If Justice Hearn's opinion and vote are disregarded, we then have a situation in which the vote of the South Carolina Supreme Court was only 2-2 for reversal, which means that Judge Goodstein's previous order would not be reversed, but would stand as the final decision in the case. In other words, Justice Hearn's deceptive tactic of waiting for the petition for rehearing to recuse herself (thereby ensuring a 2-2 vote against granting the rehearing) would be turned against her, and used instead to affirm the judgment below.

Can you imagine how the ECUSA attorneys will jump and yell and stamp their feet if Judge Goodstein takes that position on remand? But what can they do otherwise, if she does? The most they could do is take another appeal up to the South Carolina Court of Appeals, and then ask the Supreme Court to take the case. But if the case gets that far, Justice Hearn will no longer be able to participate in it. The outcome would thus not be assured at all.

This mess is to be laid entirely at the feet of Justice Hearn and the denomination of which she is a devout and practicing member, namely, the Episcopal Church. They conspired together, as I charge, to obtain the result they wanted by concealing the open bias that Justice Hearn later felt bold enough to display. And then, by recusing herself only at the last minute, Justice Hearn has managed to enshroud all her previous actions in the case with doubt and uncertainty as to their validity.

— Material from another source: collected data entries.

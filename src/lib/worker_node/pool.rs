//! Typed object pools with explicit ownership transfer.
//!
//! Chunks, back-end entries, and hits are recycled between comparisons and
//! between searches instead of being reallocated. [`ObjectPool::acquire`]
//! hands an object out by value and [`ObjectPool::release`] takes it back;
//! an empty pool grows by constructing a fresh object rather than failing.
//! The pool remembers how many objects it has ever created, so a caller can
//! check that everything handed out during a search has come back.

use parking_lot::Mutex;
use std::sync::atomic::{AtomicUsize, Ordering};

/// An object that can be cleared and reused.
pub trait Poolable: Default + Send {
    /// Reset the object before it goes back into the pool.
    ///
    /// Implementations should keep heap capacity and drop only contents.
    fn recycle(&mut self);
}

/// Point-in-time counters for a pool.
#[derive(Debug, Clone, Copy, PartialEq, Eq)]
pub struct PoolStats {
    /// Name of the pool.
    pub name: &'static str,
    /// Objects ever created by this pool.
    pub allocated: usize,
    /// Objects currently sitting in the pool.
    pub available: usize,
}

impl PoolStats {
    /// Objects currently checked out.
    #[must_use]
    pub fn outstanding(&self) -> usize {
        self.allocated.saturating_sub(self.available)
    }
}

/// A lock-protected free list of reusable objects.
#[derive(Debug)]
pub struct ObjectPool<T> {
    name: &'static str,
    free: Mutex<Vec<T>>,
    allocated: AtomicUsize,
}

impl<T: Poolable> ObjectPool<T> {
    /// Create an empty pool.
    #[must_use]
    pub fn new(name: &'static str) -> Self {
        Self::with_capacity(name, 0)
    }

    /// Create a pool pre-filled with `count` objects.
    #[must_use]
    pub fn with_capacity(name: &'static str, count: usize) -> Self {
        let free: Vec<T> = (0..count).map(|_| T::default()).collect();
        Self { name, free: Mutex::new(free), allocated: AtomicUsize::new(count) }
    }

    /// Take an object out of the pool, growing the pool if it is empty.
    pub fn acquire(&self) -> T {
        if let Some(item) = self.free.lock().pop() {
            return item;
        }
        self.grow(1);
        T::default()
    }

    /// Move up to `count` objects into `out` with a single lock acquisition,
    /// growing the pool for any shortfall.
    pub fn acquire_batch(&self, count: usize, out: &mut Vec<T>) {
        let taken = {
            let mut free = self.free.lock();
            let take = count.min(free.len());
            let split = free.len() - take;
            out.extend(free.drain(split..));
            take
        };
        let shortfall = count - taken;
        if shortfall > 0 {
            self.grow(shortfall);
            out.extend((0..shortfall).map(|_| T::default()));
        }
    }

    /// Return an object to the pool.
    pub fn release(&self, mut item: T) {
        item.recycle();
        self.free.lock().push(item);
    }

    /// Return many objects with a single lock acquisition.
    pub fn release_batch<I: IntoIterator<Item = T>>(&self, items: I) {
        let mut recycled: Vec<T> = items
            .into_iter()
            .map(|mut item| {
                item.recycle();
                item
            })
            .collect();
        if !recycled.is_empty() {
            self.free.lock().append(&mut recycled);
        }
    }

    /// Name of the pool (for logging).
    #[must_use]
    pub fn name(&self) -> &'static str {
        self.name
    }

    /// Objects currently in the pool.
    #[must_use]
    pub fn available(&self) -> usize {
        self.free.lock().len()
    }

    /// Objects ever created by the pool.
    #[must_use]
    pub fn allocated(&self) -> usize {
        self.allocated.load(Ordering::Acquire)
    }

    /// Snapshot of the pool's counters.
    #[must_use]
    pub fn stats(&self) -> PoolStats {
        let available = self.available();
        PoolStats { name: self.name, allocated: self.allocated(), available }
    }

    fn grow(&self, count: usize) {
        let total = self.allocated.fetch_add(count, Ordering::AcqRel) + count;
        log::trace!("Pool '{}' grew by {count} to {total} object(s)", self.name);
    }
}
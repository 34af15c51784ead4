//! CLI command implementations for hmmnode.
//!
//! ## Utilities
//! - [`simulate`] - Run a worker node against synthetic shards

#![allow(
    clippy::cast_precision_loss,
    clippy::cast_possible_truncation,
    clippy::cast_sign_loss,
    clippy::missing_errors_doc,
    clippy::must_use_candidate,
    clippy::uninlined_format_args
)]

pub mod command;
pub mod common;
pub mod simulate;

Only another (and very different) South Carolina Supreme Court can sort out this mess. In this Curmudgeon's view, Bishop Lawrence and his attorneys should take the firm position that with Justice Hearn's recognition that she never should have participated in the case, her opinion must be disregarded just as if she had openly withdrawn it. To give it any shrift at all would be to sanction open bias and partiality in our court system, and thereby undermine the rule of law.

 [UPDATE 06/14/18: I am informed that the "Supreme Court" (which three Justices, after Justice Hearn's recusal, I don't yet know) "remitted" (not "remanded") the case to a different circuit court and judge -- to Judge Edgar Dickson of Orangeburg County. That means that Judge Goodstein will also play no further role in these proceedings, while Judge Dickson is a blank slate.

Nothing in that news changes the logic of my argument, however. The point is that Justice Hearn's participation in the case was invalid, and that she herself has acknowledged it was invalid. An invalid vote is a nullity, and cannot be counted.]

Monday, June 11, 2018

Justice Denied: SCOTUS Refuses South Carolina Petition

Today's order list from the United States Supreme Court brings the sad news that the Court voted to deny certiorari (review) in the case of Bishop Mark Lawrence and the parishes of the Diocese of South Carolina.  This means that no four justices considered the case important enough to have the Court's full attention, and says volumes about the secular makeup of our current Court.  (Or it could be telling us that the justices of the Supreme Court are better followers of St. Paul's advice on litigation than are most Episcopalians, Methodists and Presbyterians! Six of them are Roman Catholic, after all.)

It also means that the impossibly fractured, highly partisan and irresponsible decision of the court below will stand in infamy as possibly the worst application of so-called "neutral principles" on record. But that the Supreme Court chose to do nothing about the legacy that Harry Blackmun gave us says that it has disowned its responsibility for that doctrine, and in the future will mean that churches can expect no fair treatment of their property issues in the secular courts.

As, always, therefore, St Paul is vindicated yet again. And ECUSA gets just what it always wanted: a servient South Carolina of its own, with no regard whatsoever for the centuries of history that built the heritage it betrays today. By watching what the Episcopal Church and its minions do with the treasure that has been handed over to them, the rest of the Christian world will learn the nature of the god which Episcopalians today truly worship.